Outcomes of the research were provided Sunday, March 15, at the American College of Cardiology’s 64th Annual Scientific Program.
In this research, 8 healthy, normal weight individuals, ages 19 to 36, took part in a 16-day inpatient protocol, composed of a four-day acclimation period followed by 9 days of either sleep limitation (four hours of sleep per night) or regular sleep (nine hours of sleep per night), and 3 days of recovery. Twenty-four blood pressure monitoring at frequent intervals was assessed at each study phase.
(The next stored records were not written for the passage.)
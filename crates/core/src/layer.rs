// Copyright (c) reifydb.com 2025
// This file is licensed under the AGPL-3.0-or-later

//! Overlay composition: a fast transient storage in front of a slower
//! persistent one. Reads fall through on miss, a front tombstone shadows
//! the back, writes land in the front until flushed down.

use async_trait::async_trait;
use statum_type::Result;

use crate::storage::{
	DrainStorage, ReadState, ReadStorage, ShadowReadStorage, WriteStorage, merge_into,
};

pub struct LayeredStorage<F, B> {
	front: F,
	back: B,
}

impl<F, B> LayeredStorage<F, B> {
	pub fn new(front: F, back: B) -> Self {
		Self { front, back }
	}

	pub fn front(&self) -> &F {
		&self.front
	}

	pub fn back(&self) -> &B {
		&self.back
	}

	pub fn into_parts(self) -> (F, B) {
		(self.front, self.back)
	}
}

impl<F, B> LayeredStorage<F, B>
where
	F: DrainStorage,
	B: WriteStorage<Key = F::Key, Value = F::Value>,
{
	/// Drains the front into the back as one batch (tombstones become
	/// deletes) and returns the back.
	pub async fn flush_down(self) -> Result<B> {
		merge_into(&self.back, self.front).await?;
		Ok(self.back)
	}
}

#[async_trait]
impl<F, B> ReadStorage for LayeredStorage<F, B>
where
	F: ShadowReadStorage,
	B: ReadStorage<Key = F::Key, Value = F::Value>,
{
	type Key = F::Key;
	type Value = F::Value;

	async fn read_some(&self, keys: &[Self::Key]) -> Result<Vec<Option<Self::Value>>> {
		let states = self.front.read_states(keys).await?;

		let mut out = Vec::with_capacity(keys.len());
		let mut fallthrough_slots = Vec::new();
		let mut fallthrough_keys = Vec::new();
		for (slot, state) in states.into_iter().enumerate() {
			match state {
				ReadState::Value(value) => out.push(Some(value)),
				// Deleted in front: the back layer's stale value stays
				// hidden.
				ReadState::Tombstone => out.push(None),
				ReadState::Missing => {
					out.push(None);
					fallthrough_slots.push(slot);
					fallthrough_keys.push(keys[slot].clone());
				}
			}
		}

		if !fallthrough_keys.is_empty() {
			let values = self.back.read_some(&fallthrough_keys).await?;
			for (slot, value) in fallthrough_slots.into_iter().zip(values) {
				out[slot] = value;
			}
		}
		Ok(out)
	}
}

#[async_trait]
impl<F, B> ShadowReadStorage for LayeredStorage<F, B>
where
	F: ShadowReadStorage,
	B: ReadStorage<Key = F::Key, Value = F::Value>,
{
	async fn read_states(&self, keys: &[Self::Key]) -> Result<Vec<ReadState<Self::Value>>> {
		let mut states = self.front.read_states(keys).await?;

		let mut fallthrough_slots = Vec::new();
		let mut fallthrough_keys = Vec::new();
		for (slot, state) in states.iter().enumerate() {
			if matches!(state, ReadState::Missing) {
				fallthrough_slots.push(slot);
				fallthrough_keys.push(keys[slot].clone());
			}
		}

		if !fallthrough_keys.is_empty() {
			let values = self.back.read_some(&fallthrough_keys).await?;
			for (slot, value) in fallthrough_slots.into_iter().zip(values) {
				if let Some(value) = value {
					states[slot] = ReadState::Value(value);
				}
			}
		}
		Ok(states)
	}
}

#[async_trait]
impl<F, B> WriteStorage for LayeredStorage<F, B>
where
	F: ShadowReadStorage + WriteStorage,
	B: ReadStorage<Key = F::Key, Value = F::Value>,
{
	async fn write_some(&self, entries: Vec<(Self::Key, Self::Value)>) -> Result<()> {
		self.front.write_some(entries).await
	}

	async fn remove_some(&self, keys: Vec<Self::Key>) -> Result<()> {
		self.front.remove_some(keys).await
	}
}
While in the night time, in the sleep limitation phase compared to the regular sleep phase, systolic and diastolic blood pressure averaged 115/64 mm Hg versus 105/57 mm Hg, respectively, investigators found. In addition, the predicted fall in blood pressure while in the night was suppressed when participants had insufficient sleep. They also identified that nighttime heart rate was greater with sleep restriction than in regular sleep.
“We know high blood pressure, especially during the night, is one of the main risk factors for heart disease, and Americans generally do not get sufficient sleep,” states lead author Naima Covassin. “For the initial time, we proven that inadequate sleep leads to raises in nighttime blood pressure and dampens nocturnal blood pressure dropping by using a controlled study that copies the sleep loss experienced by many individuals”.
These are data from an on-going research performed at Mayo Clinic, backed by the National Heart, Lung, and Blood Institute (NHLBI).